• _Your assignment_
Every line below between the line holding "use std::sync::Arc;" and the line holding "let lower = text.to_lowercase();", inclusive, should be repeated exactly, and all other lines omitted.

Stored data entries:
+ + + +

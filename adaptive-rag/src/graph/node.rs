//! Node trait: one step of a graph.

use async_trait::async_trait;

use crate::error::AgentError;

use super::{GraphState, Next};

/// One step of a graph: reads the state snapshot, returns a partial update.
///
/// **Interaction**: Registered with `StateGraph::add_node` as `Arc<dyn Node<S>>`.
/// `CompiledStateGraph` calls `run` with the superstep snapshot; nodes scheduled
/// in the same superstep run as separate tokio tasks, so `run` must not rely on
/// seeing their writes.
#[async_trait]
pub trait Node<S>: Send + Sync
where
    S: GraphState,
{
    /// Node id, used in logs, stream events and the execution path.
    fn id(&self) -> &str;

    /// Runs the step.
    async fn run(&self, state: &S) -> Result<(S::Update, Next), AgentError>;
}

+ + + +

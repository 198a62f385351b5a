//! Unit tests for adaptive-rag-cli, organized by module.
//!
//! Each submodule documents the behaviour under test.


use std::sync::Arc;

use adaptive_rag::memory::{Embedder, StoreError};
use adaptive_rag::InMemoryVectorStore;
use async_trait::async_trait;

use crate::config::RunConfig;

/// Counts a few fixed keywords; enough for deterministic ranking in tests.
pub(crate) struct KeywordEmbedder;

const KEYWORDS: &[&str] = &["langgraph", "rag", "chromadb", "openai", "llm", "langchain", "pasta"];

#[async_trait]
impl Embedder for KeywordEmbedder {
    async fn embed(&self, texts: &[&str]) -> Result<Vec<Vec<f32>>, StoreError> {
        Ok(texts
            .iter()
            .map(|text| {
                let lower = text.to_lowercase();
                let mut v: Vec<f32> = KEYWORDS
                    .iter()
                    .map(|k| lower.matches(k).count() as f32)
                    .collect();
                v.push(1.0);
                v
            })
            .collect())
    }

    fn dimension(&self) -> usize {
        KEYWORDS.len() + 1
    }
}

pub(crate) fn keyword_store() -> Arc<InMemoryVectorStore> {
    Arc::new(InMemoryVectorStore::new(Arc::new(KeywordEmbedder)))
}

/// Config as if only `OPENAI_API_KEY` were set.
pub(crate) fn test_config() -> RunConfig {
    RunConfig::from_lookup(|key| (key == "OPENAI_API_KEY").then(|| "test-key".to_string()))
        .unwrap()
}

+ + + +

• _Expected output_
use std::sync::Arc;

use adaptive_rag::memory::{Embedder, StoreError};
use adaptive_rag::InMemoryVectorStore;
use async_trait::async_trait;

use crate::config::RunConfig;

/// Counts a few fixed keywords; enough for deterministic ranking in tests.
pub(crate) struct KeywordEmbedder;

const KEYWORDS: &[&str] = &["langgraph", "rag", "chromadb", "openai", "llm", "langchain", "pasta"];

#[async_trait]
impl Embedder for KeywordEmbedder {
    async fn embed(&self, texts: &[&str]) -> Result<Vec<Vec<f32>>, StoreError> {
        Ok(texts
            .iter()
            .map(|text| {
                let lower = text.to_lowercase();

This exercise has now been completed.